# Thought you all might like this



## Queen Mum (Mar 7, 2012)

An owl landing on a camera...  very cool


----------



## elevan (Mar 7, 2012)

THAT is one gorgeous bird!


----------



## redtailgal (Mar 7, 2012)

She is an Eagle owl, and a captive one.

Some bird of prey geek info for ya...........they are cliff nesters, laying about 6 eggs at a time. They are the only owl known to soar in the daytime.  They are huge, but not the largest owl species, and can hunt and kill prey as large as young deer.

Owls are known to be aggressive in captivity, so this is a rare find indeed.  From the looks of her feet, she has been in captivity for awhile, meaning she was either captive raised or captured/rehabbed young.  

In this video, she is being trained to fly to a lure, so it is possible that this is a rehab girl and is being prepared for release!

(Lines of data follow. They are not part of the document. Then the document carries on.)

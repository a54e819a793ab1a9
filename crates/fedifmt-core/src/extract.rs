use once_cell::sync::Lazy;
use regex::Regex;

use crate::emoji::EmojiMap;
use crate::entity::{Entity, EntityKind};
use crate::offset::{OffsetError, OffsetMapBuilder, TAG_PLACEHOLDER};
use crate::span::Span;

static URL_RE: Lazy<Regex> =
    Lazy::new(|| Regex::new(r"(?i)\bhttps?://[^\s<>\u{200B}]+").unwrap());

// The leading group consumes one boundary character, so spans are computed
// from the inner capture, not the whole match.
static WWW_RE: Lazy<Regex> =
    Lazy::new(|| Regex::new(r"(?i)(?:^|[^/\w@.])(www\.[^\s<>\u{200B}]+)").unwrap());

static MENTION_RE: Lazy<Regex> =
    Lazy::new(|| Regex::new(r"(?i)(?:^|[^/\w])(@[a-z0-9_]+(?:@[a-z0-9.\-]+[a-z0-9])?)").unwrap());

static HASHTAG_RE: Lazy<Regex> =
    Lazy::new(|| Regex::new(r"(?:^|[^/)\w])(#\w*[\p{Alphabetic}_·]\w*)").unwrap());

static SHORTCODE_RE: Lazy<Regex> = Lazy::new(|| Regex::new(r":([A-Za-z0-9_+\-]+):").unwrap());

static MD_LINK_RE: Lazy<Regex> =
    Lazy::new(|| Regex::new(r"\[[^\[\]]*\]\([^()\s]+\)").unwrap());

/// Which candidate kinds an extraction pass reports.
#[derive(Clone, Copy, Debug, Default)]
pub struct ExtractOptions<'a> {
    /// Also match schemeless `www.` URLs (linked with an `http://` prefix).
    pub bare_www: bool,
    /// Match `[text](url)` spans so their internals are preserved verbatim.
    pub markdown_links: bool,
    /// Match `:shortcode:` tokens found in this vocabulary.
    pub shortcode_vocab: Option<&'a EmojiMap>,
    /// Skip `@mention` matching.
    pub skip_mentions: bool,
    /// Skip `#hashtag` matching.
    pub skip_hashtags: bool,
}

/// Scans plain text for candidate entities. Non-destructive; the returned
/// order is unspecified until the set goes through the overlap resolver.
pub fn extract(text: &str, options: &ExtractOptions) -> Vec<Entity> {
    let mut entities = Vec::new();

    if options.markdown_links {
        for found in MD_LINK_RE.find_iter(text) {
            entities.push(Entity::new(
                Span {
                    start: found.start(),
                    end: found.end(),
                },
                EntityKind::MarkdownLink,
            ));
        }
    }

    for found in URL_RE.find_iter(text) {
        let trimmed = trim_url(found.as_str());
        entities.push(Entity::new(
            Span {
                start: found.start(),
                end: found.start() + trimmed.len(),
            },
            EntityKind::Url {
                href: trimmed.to_string(),
            },
        ));
    }

    if options.bare_www {
        for caps in WWW_RE.captures_iter(text) {
            let matched = caps.get(1).unwrap();
            let trimmed = trim_url(matched.as_str());
            entities.push(Entity::new(
                Span {
                    start: matched.start(),
                    end: matched.start() + trimmed.len(),
                },
                EntityKind::Url {
                    href: format!("http://{trimmed}"),
                },
            ));
        }
    }

    if !options.skip_mentions {
        for caps in MENTION_RE.captures_iter(text) {
            let matched = caps.get(1).unwrap();
            entities.push(Entity::new(
                Span {
                    start: matched.start(),
                    end: matched.end(),
                },
                EntityKind::Mention {
                    acct: matched.as_str()[1..].to_string(),
                },
            ));
        }
    }

    if !options.skip_hashtags {
        for caps in HASHTAG_RE.captures_iter(text) {
            let matched = caps.get(1).unwrap();
            entities.push(Entity::new(
                Span {
                    start: matched.start(),
                    end: matched.end(),
                },
                EntityKind::Hashtag {
                    name: matched.as_str()[1..].to_string(),
                },
            ));
        }
    }

    if let Some(vocab) = options.shortcode_vocab {
        for caps in SHORTCODE_RE.captures_iter(text) {
            let whole = caps.get(0).unwrap();
            let name = caps.get(1).unwrap().as_str();
            if !shortcode_boundaries_ok(text, whole.start(), whole.end()) {
                continue;
            }
            if !vocab.contains(name) {
                continue;
            }
            entities.push(Entity::new(
                Span {
                    start: whole.start(),
                    end: whole.end(),
                },
                EntityKind::Shortcode {
                    name: name.to_string(),
                },
            ));
        }
    }

    entities
}

/// Extraction over HTML-bearing text. Existing tags are opaque: each one is
/// collapsed to a single [`TAG_PLACEHOLDER`] before pattern matching, and the
/// resulting spans are mapped back to the original buffer. Candidates inside
/// anchor element content are discarded so links are never nested.
pub fn extract_html(html: &str, options: &ExtractOptions) -> Result<Vec<Entity>, OffsetError> {
    let collapsed = collapse_tags(html);
    let mut entities = extract(&collapsed.text, options);
    entities.retain(|entity| {
        !collapsed
            .anchor_content
            .iter()
            .any(|region| region.overlaps(entity.span))
    });
    entities
        .into_iter()
        .map(|mut entity| {
            entity.span = collapsed.map.map_span_back(entity.span)?;
            Ok(entity)
        })
        .collect()
}

fn shortcode_boundaries_ok(text: &str, start: usize, end: usize) -> bool {
    let before_ok = text[..start]
        .chars()
        .next_back()
        .is_none_or(|ch| !ch.is_alphanumeric() && ch != ':');
    let after_ok = text[end..]
        .chars()
        .next()
        .is_none_or(|ch| !ch.is_alphanumeric() && ch != ':');
    before_ok && after_ok
}

/// Trailing sentence punctuation is not part of the URL, and neither is a
/// close paren with no matching open paren inside the match.
fn trim_url(url: &str) -> &str {
    let mut url = url.trim_end_matches(|c| {
        matches!(c, '.' | ',' | ';' | ':' | '!' | '?' | '\'' | '"' | '…')
    });
    while url.ends_with(')') && url.matches('(').count() < url.matches(')').count() {
        url = &url[..url.len() - 1];
        url = url.trim_end_matches(|c| {
            matches!(c, '.' | ',' | ';' | ':' | '!' | '?' | '\'' | '"' | '…')
        });
    }
    url
}

struct Collapsed {
    text: String,
    map: crate::offset::OffsetMap,
    /// Transformed-buffer regions covered by `<a>…</a>` element content.
    anchor_content: Vec<Span>,
}

fn collapse_tags(html: &str) -> Collapsed {
    let bytes = html.as_bytes();
    let mut text = String::with_capacity(html.len());
    let mut builder = OffsetMapBuilder::new();
    let mut anchor_content = Vec::new();
    let mut anchor_depth = 0usize;
    let mut anchor_start = 0usize;
    let mut run_start = 0usize;
    let mut i = 0usize;

    while i < bytes.len() {
        if bytes[i] != b'<' {
            i += 1;
            continue;
        }
        let Some(tag_end) = find_tag_end(html, i) else {
            // A lone '<' is text, not markup.
            i += 1;
            continue;
        };
        builder.push_verbatim(i - run_start);
        text.push_str(&html[run_start..i]);

        let tag = &html[i..tag_end];
        builder.push_placeholder(tag.len());
        let placeholder_at = text.len();
        text.push(TAG_PLACEHOLDER);

        if is_open_tag(tag, "a") {
            if anchor_depth == 0 {
                anchor_start = text.len();
            }
            anchor_depth += 1;
        } else if is_close_tag(tag, "a") && anchor_depth > 0 {
            anchor_depth -= 1;
            if anchor_depth == 0 {
                anchor_content.push(Span {
                    start: anchor_start,
                    end: placeholder_at,
                });
            }
        }

        run_start = tag_end;
        i = tag_end;
    }

    builder.push_verbatim(html.len() - run_start);
    text.push_str(&html[run_start..]);

    if anchor_depth > 0 {
        anchor_content.push(Span {
            start: anchor_start,
            end: text.len(),
        });
    }

    Collapsed {
        text,
        map: builder.finish(),
        anchor_content,
    }
}

/// Returns the byte offset one past the closing `>`, or `None` if the `<` at
/// `start` does not begin a tag.
fn find_tag_end(html: &str, start: usize) -> Option<usize> {
    let next = html.as_bytes().get(start + 1)?;
    if !next.is_ascii_alphabetic() && *next != b'/' && *next != b'!' {
        return None;
    }
    html[start..].find('>').map(|pos| start + pos + 1)
}

fn is_open_tag(tag: &str, name: &str) -> bool {
    if tag.ends_with("/>") {
        return false;
    }
    let body = &tag[1..tag.len() - 1];
    let Some(prefix) = body.get(..name.len()) else {
        return false;
    };
    prefix.eq_ignore_ascii_case(name)
        && body[name.len()..]
            .chars()
            .next()
            .is_none_or(|ch| ch.is_ascii_whitespace())
}

fn is_close_tag(tag: &str, name: &str) -> bool {
    let body = tag[1..tag.len() - 1].trim_end();
    body.strip_prefix('/')
        .is_some_and(|rest| rest.trim().eq_ignore_ascii_case(name))
}
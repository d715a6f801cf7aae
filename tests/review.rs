use tesuji::sandbox::review_all;
use tesuji::sandbox::scenario::{Observation, PointLoss, PointValue};
use tesuji::{Color, Decision, Point, Scenario};

fn pt(s: &str) -> Point {
    s.parse().unwrap()
}

fn two_captures() -> Scenario {
    Scenario::from_json(include_str!("data/two_captures.json")).unwrap()
}

/// Drops the observations on `at`.
fn without(mut scenario: Scenario, at: &str) -> Scenario {
    let at = pt(at);
    scenario.observations.retain(|o| match o {
        Observation::Attack { at: p, .. } => *p != at,
        _ => true,
    });
    scenario
}

fn decision(scenario: &Scenario) -> Decision {
    scenario.review().unwrap().expect("a move should be chosen")
}

#[test]
fn capture_is_worth_twice_the_stones() {
    let scenario = without(two_captures(), "G1");
    let d = decision(&scenario);
    assert_eq!(d.point, pt("C1"));
    // 2 points of territory plus a small bonus for taking a string in atari.
    assert!(d.value > 2.08 && d.value < 2.1, "value {}", d.value);
}

#[test]
fn reviewed_captures_keep_territory_at_twice_the_size() {
    let (mut board, mut session) = two_captures().build().unwrap();
    session
        .review_move_reasons(&mut board, Color::Black, 0.0, 0.0)
        .unwrap();
    assert_eq!(session.record(pt("C1")).territorial_value, 2.0);
    assert_eq!(session.record(pt("G1")).territorial_value, 6.0);
}

#[test]
fn larger_capture_is_preferred() {
    let d = decision(&two_captures());
    assert_eq!(d.point, pt("G1"));
    assert!(d.value > 6.2 && d.value < 6.22, "value {}", d.value);
}

#[test]
fn antisuji_point_is_never_played() {
    let mut scenario = without(two_captures(), "G1");
    scenario
        .observations
        .push(Observation::Antisuji { at: pt("C1") });
    assert_eq!(scenario.review().unwrap(), None);
}

#[test]
fn capturing_a_defenseless_string_alone_is_not_a_move() {
    let mut scenario = without(two_captures(), "G1");
    scenario.worms[0].defense = tesuji::Outcome::Fail;
    scenario.worms[0].defense_point = None;
    assert_eq!(scenario.review().unwrap(), None);
}

#[test]
fn blunder_is_rejected_and_next_best_chosen() {
    let mut scenario = two_captures();
    scenario.script.blunders.push(PointLoss {
        at: pt("G1"),
        loss: 3,
    });
    assert_eq!(decision(&scenario).point, pt("C1"));
}

#[test]
fn small_loss_within_allowance_is_accepted() {
    let mut scenario = two_captures();
    scenario.script.blunders.push(PointLoss {
        at: pt("G1"),
        loss: 2,
    });
    assert_eq!(decision(&scenario).point, pt("G1"));
}

#[test]
fn every_move_a_blunder_means_pass() {
    let mut scenario = two_captures();
    for at in ["C1", "G1"] {
        scenario.script.blunders.push(PointLoss {
            at: pt(at),
            loss: 10,
        });
    }
    assert_eq!(scenario.review().unwrap(), None);
}

#[test]
fn illegal_ko_capture_turns_threats_into_candidates() {
    let mut scenario = two_captures();
    scenario.script.illegal_ko.push(pt("G1"));
    scenario.observations.push(Observation::Followup {
        at: pt("E5"),
        value: 4.0,
    });
    let d = decision(&scenario);
    assert_eq!(d.point, pt("E5"));
    assert_eq!(d.value, 4.0);
}

#[test]
fn illegal_ko_capture_without_threats_falls_back() {
    let mut scenario = two_captures();
    scenario.script.illegal_ko.push(pt("G1"));
    assert_eq!(decision(&scenario).point, pt("C1"));
}

#[test]
fn replaced_move_passes_its_value_on() {
    let mut scenario = without(two_captures(), "G1");
    let direct = decision(&scenario);
    scenario.observations.push(Observation::Replace {
        from: pt("C1"),
        to: pt("E5"),
    });
    let d = decision(&scenario);
    assert_eq!(d.point, pt("E5"));
    assert_eq!(d.value, direct.value);
}

#[test]
fn maximum_value_caps_a_move() {
    let mut scenario = two_captures();
    scenario.observations.push(Observation::MaxValue {
        at: pt("G1"),
        value: 1.0,
    });
    assert_eq!(decision(&scenario).point, pt("C1"));
}

#[test]
fn minimum_value_lifts_a_move() {
    let mut scenario = two_captures();
    scenario.observations.push(Observation::MinValue {
        at: pt("E5"),
        value: 30.0,
    });
    let d = decision(&scenario);
    assert_eq!(d.point, pt("E5"));
    assert!(d.value >= 30.0 && d.value < 30.01);
}

#[test]
fn scripted_territory_adds_to_blocking_moves() {
    let mut scenario = two_captures();
    scenario
        .observations
        .push(Observation::BlockTerritory { at: pt("E5") });
    scenario.script.territory.push(PointValue {
        at: pt("E5"),
        value: 9.0,
    });
    assert_eq!(decision(&scenario).point, pt("E5"));
}

#[test]
fn review_is_deterministic() {
    let scenario = two_captures();
    let first = scenario.review().unwrap();
    for _ in 0..3 {
        assert_eq!(scenario.review().unwrap(), first);
    }
}

#[test]
fn seed_only_moves_the_tie_break() {
    let mut scenario = without(two_captures(), "G1");
    let a = decision(&scenario);
    scenario.config.seed = 12345;
    let b = decision(&scenario);
    assert_eq!(a.point, b.point);
    assert!((a.value - b.value).abs() < 0.01);
}

#[test]
fn white_to_move_ignores_black_captures() {
    let mut scenario = two_captures();
    scenario.to_move = Color::White;
    let result = scenario.review().unwrap();
    assert_ne!(result.map(|d| d.point), Some(pt("G1")));
}

#[test]
fn batch_keeps_order_and_isolates_failures() {
    let good = two_captures();
    let small = without(two_captures(), "G1");
    let mut broken = two_captures();
    broken.board[0] = "..?......".to_string();

    let scenarios = vec![good, broken, small];
    let results = review_all(&scenarios, 2).unwrap();
    assert_eq!(results.len(), 3);
    assert_eq!(results[0].as_ref().unwrap().unwrap().point, pt("G1"));
    assert!(results[1].is_err());
    assert_eq!(results[2].as_ref().unwrap().unwrap().point, pt("C1"));
}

Good find, Queen Mum.  Thanks for sharing.  It's good to see one as well cared for as she was.


----------



## Royd Wood (Mar 7, 2012)

Great vid 
Talons opening up for the camara kill was cool


----------



## flemish lops (Mar 9, 2012)

That was neat! Owls are one of my favorite birds. Thanks for sharing.


----------



## Year of the Rooster (Mar 9, 2012)

Beautiful bird! Love the gleam on those feathers!


----------